A mudança para Imperatriz, embora distante das raízes do coco babaçu, trouxe consigo o desafio de ser mãe e dona de suas próprias escolhas. Claro que no início dessa jornada ela mais se submeteu a decisões alheias, do que pôde escolher. Mas tudo foi uma questão de tempo. Com o passar dos anos, veio os estudos universitários, formou-se em pedagogia, teve três filhos, tornou-se mestra [com mestrado] e cortou o mal de sofrer violências, algo que sua mãe também vivenciou.
“Minha mãe sofreu todos os tipos de violência. Da obstétrica a doméstica. Apesar das adversidades e violências que sofreu, ela [mãe] encontrou forças para nos educar. Apesar disso, tive uma infância feliz”, relembra.
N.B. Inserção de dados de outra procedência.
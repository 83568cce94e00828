use crate::dto::content_dto::{
    ContentStats, CreateMaterialPayload, CreateVideoPayload, MaterialQuery, PypQuery, VideoQuery,
    VideoView,
};
use crate::error::{Error, Result};
use crate::models::material::{ContentType, Material};
use crate::models::user::Actor;
use crate::models::video::Video;
use crate::utils::validation::validate_http_url;
use crate::utils::video::normalize_video_url;
use sqlx::PgPool;
use std::collections::HashSet;
use uuid::Uuid;

const MATERIAL_COLUMNS: &str = "id, title, category, subject, content_type, file_url, exam_year, exam_name, uploaded_by, created_at";
const VIDEO_COLUMNS: &str = "id, title, description, category, subject, video_url, uploaded_by, created_at";

/// Syllabus entries, study materials, previous-year papers and video lectures.
#[derive(Clone)]
pub struct ContentService {
    pool: PgPool,
}

impl ContentService {
    pub fn new(pool: PgPool) -> Self {
        Self { pool }
    }

    pub async fn list_materials(&self, filter: &MaterialQuery) -> Result<Vec<Material>> {
        let sql = format!(
            r#"SELECT {} FROM materials
               WHERE content_type = $1
                 AND ($2::text IS NULL OR category = $2)
                 AND ($3::text IS NULL OR subject ILIKE $3)
               ORDER BY created_at DESC"#,
            MATERIAL_COLUMNS
        );
        let rows = sqlx::query_as::<_, Material>(&sql)
            .bind(filter.content_type.as_str())
            .bind(non_blank(&filter.category))
            .bind(non_blank(&filter.subject))
            .fetch_all(&self.pool)
            .await?;
        Ok(rows)
    }

    pub async fn list_pyp(&self, filter: &PypQuery) -> Result<Vec<Material>> {
        let sql = format!(
            r#"SELECT {} FROM materials
               WHERE content_type = 'pyp'
                 AND ($1::int IS NULL OR exam_year = $1)
                 AND ($2::text IS NULL OR subject ILIKE $2)
               ORDER BY exam_year DESC NULLS LAST, created_at DESC"#,
            MATERIAL_COLUMNS
        );
        let rows = sqlx::query_as::<_, Material>(&sql)
            .bind(filter.exam_year)
            .bind(non_blank(&filter.subject))
            .fetch_all(&self.pool)
            .await?;
        Ok(rows)
    }

    pub async fn create_material(
        &self,
        payload: CreateMaterialPayload,
        actor: &Actor,
    ) -> Result<Material> {
        validate_http_url(&payload.file_url)
            .map_err(|_| Error::BadRequest("file_url must be an http(s) link".to_string()))?;
        if payload.content_type == ContentType::Pyp
            && (payload.exam_name.is_none() || payload.exam_year.is_none())
        {
            return Err(Error::BadRequest(
                "previous-year papers need exam_name and exam_year".to_string(),
            ));
        }

        let sql = format!(
            r#"INSERT INTO materials (title, category, subject, content_type, file_url, exam_name, exam_year, uploaded_by)
               VALUES ($1, $2, $3, $4, $5, $6, $7, $8)
               RETURNING {}"#,
            MATERIAL_COLUMNS
        );
        let material = sqlx::query_as::<_, Material>(&sql)
            .bind(payload.title.trim())
            .bind(&payload.category)
            .bind(&payload.subject)
            .bind(payload.content_type.as_str())
            .bind(&payload.file_url)
            .bind(&payload.exam_name)
            .bind(payload.exam_year)
            .bind(actor.user_id)
            .fetch_one(&self.pool)
            .await?;

        tracing::info!(material_id = material.id, content_type = %material.content_type, uploaded_by = %actor.user_id, "material uploaded");
        Ok(material)
    }

    pub async fn delete_material(&self, id: i32) -> Result<()> {
        let res = sqlx::query("DELETE FROM materials WHERE id = $1")
            .bind(id)
            .execute(&self.pool)
            .await?;
        if res.rows_affected() == 0 {
            return Err(Error::NotFound("Material not found".to_string()));
        }
        Ok(())
    }

    pub async fn list_videos(&self, filter: &VideoQuery, actor: &Actor) -> Result<Vec<VideoView>> {
        let search = non_blank(&filter.search).map(|s| format!("%{}%", s));
        let sql = format!(
            r#"SELECT {} FROM videos
               WHERE ($1::text IS NULL OR category = $1)
                 AND ($2::text IS NULL OR title ILIKE $2 OR subject ILIKE $2)
               ORDER BY created_at DESC"#,
            VIDEO_COLUMNS
        );
        let videos = sqlx::query_as::<_, Video>(&sql)
            .bind(non_blank(&filter.category))
            .bind(search)
            .fetch_all(&self.pool)
            .await?;

        let bookmarked: HashSet<i32> = sqlx::query_scalar::<_, i32>(
            "SELECT video_id FROM video_bookmarks WHERE user_id = $1",
        )
        .bind(actor.user_id)
        .fetch_all(&self.pool)
        .await?
        .into_iter()
        .collect();

        Ok(to_video_views(videos, &bookmarked, filter.saved))
    }

    /// Publishes a video lecture. Links the player cannot embed are refused.
    pub async fn create_video(&self, payload: CreateVideoPayload, actor: &Actor) -> Result<VideoView> {
        let embed = normalize_video_url(&payload.video_url).ok_or_else(|| {
            Error::Unprocessable("video_url is not a recognised video link".to_string())
        })?;

        let sql = format!(
            r#"INSERT INTO videos (title, description, category, subject, video_url, uploaded_by)
               VALUES ($1, $2, $3, $4, $5, $6)
               RETURNING {}"#,
            VIDEO_COLUMNS
        );
        let video = sqlx::query_as::<_, Video>(&sql)
            .bind(payload.title.trim())
            .bind(&payload.description)
            .bind(&payload.category)
            .bind(&payload.subject)
            .bind(payload.video_url.trim())
            .bind(actor.user_id)
            .fetch_one(&self.pool)
            .await?;

        tracing::info!(video_id = video.id, video = %embed.video_id, "video published");
        Ok(VideoView {
            video,
            embed_url: Some(embed.embed_url),
            bookmarked: false,
        })
    }

    pub async fn delete_video(&self, id: i32) -> Result<()> {
        let res = sqlx::query("DELETE FROM videos WHERE id = $1")
            .bind(id)
            .execute(&self.pool)
            .await?;
        if res.rows_affected() == 0 {
            return Err(Error::NotFound("Video not found".to_string()));
        }
        Ok(())
    }

    pub async fn add_bookmark(&self, video_id: i32, user_id: Uuid) -> Result<()> {
        let exists: bool = sqlx::query_scalar("SELECT EXISTS(SELECT 1 FROM videos WHERE id = $1)")
            .bind(video_id)
            .fetch_one(&self.pool)
            .await?;
        if !exists {
            return Err(Error::NotFound("Video not found".to_string()));
        }
        sqlx::query(
            "INSERT INTO video_bookmarks (user_id, video_id) VALUES ($1, $2) ON CONFLICT DO NOTHING",
        )
        .bind(user_id)
        .bind(video_id)
        .execute(&self.pool)
        .await?;
        Ok(())
    }

    pub async fn remove_bookmark(&self, video_id: i32, user_id: Uuid) -> Result<()> {
        sqlx::query("DELETE FROM video_bookmarks WHERE user_id = $1 AND video_id = $2")
            .bind(user_id)
            .bind(video_id)
            .execute(&self.pool)
            .await?;
        Ok(())
    }

    pub async fn stats(&self) -> Result<ContentStats> {
        let materials: i64 =
            sqlx::query_scalar("SELECT COUNT(*) FROM materials WHERE content_type = 'material'")
                .fetch_one(&self.pool)
                .await?;
        let videos: i64 = sqlx::query_scalar("SELECT COUNT(*) FROM videos")
            .fetch_one(&self.pool)
            .await?;
        let students: i64 = sqlx::query_scalar("SELECT COUNT(*) FROM users WHERE role ILIKE 'student'")
            .fetch_one(&self.pool)
            .await?;
        Ok(ContentStats {
            materials,
            videos,
            students,
        })
    }
}

fn non_blank(value: &Option<String>) -> Option<String> {
    value
        .as_deref()
        .map(str::trim)
        .filter(|v| !v.is_empty() && !v.eq_ignore_ascii_case("all"))
        .map(str::to_string)
}

fn to_video_views(videos: Vec<Video>, bookmarked: &HashSet<i32>, saved_only: bool) -> Vec<VideoView> {
    videos
        .into_iter()
        .filter(|v| !saved_only || bookmarked.contains(&v.id))
        .map(|video| VideoView {
            embed_url: normalize_video_url(&video.video_url).map(|e| e.embed_url),
            bookmarked: bookmarked.contains(&video.id),
            video,
        })
        .collect()
}

#[cfg(test)]
mod tests {
    use super::*;

    fn video(id: i32, url: &str) -> Video {
        Video {
            id,
            title: format!("Lecture {}", id),
            description: None,
            category: Some("prelims".into()),
            subject: Some("Geography".into()),
            video_url: url.into(),
            uploaded_by: None,
            created_at: None,
        }
    }

    #[test]
    fn blank_and_all_filters_are_ignored() {
        assert_eq!(non_blank(&None), None);
        assert_eq!(non_blank(&Some("  ".into())), None);
        assert_eq!(non_blank(&Some("all".into())), None);
        assert_eq!(non_blank(&Some(" mains ".into())), Some("mains".into()));
    }

    #[test]
    fn video_views_carry_embed_links_and_bookmarks() {
        let videos = vec![
            video(1, "https://youtu.be/dQw4w9WgXcQ"),
            video(2, "https://example.com/old-link"),
        ];
        let marks: HashSet<i32> = [2].into_iter().collect();

        let all = to_video_views(videos.clone(), &marks, false);
        assert_eq!(all.len(), 2);
        assert_eq!(
            all[0].embed_url.as_deref(),
            Some("https://www.youtube.com/embed/dQw4w9WgXcQ")
        );
        assert!(!all[0].bookmarked);
        assert_eq!(all[1].embed_url, None);

        let saved = to_video_views(videos, &marks, true);
        assert_eq!(saved.len(), 1);
        assert_eq!(saved[0].video.id, 2);
    }
}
Vanusa chegou em Imperatriz no final dos anos 1980, veio na esperança de melhores condições de vida. Chegou com um filho no colo. A mãe veio antes para a cidade, em 1987. Uma época em que poucas, ou nenhuma política pública e direitos existiam para as mulheres. Ainda mais nas condições que elas recomeçavam a vida.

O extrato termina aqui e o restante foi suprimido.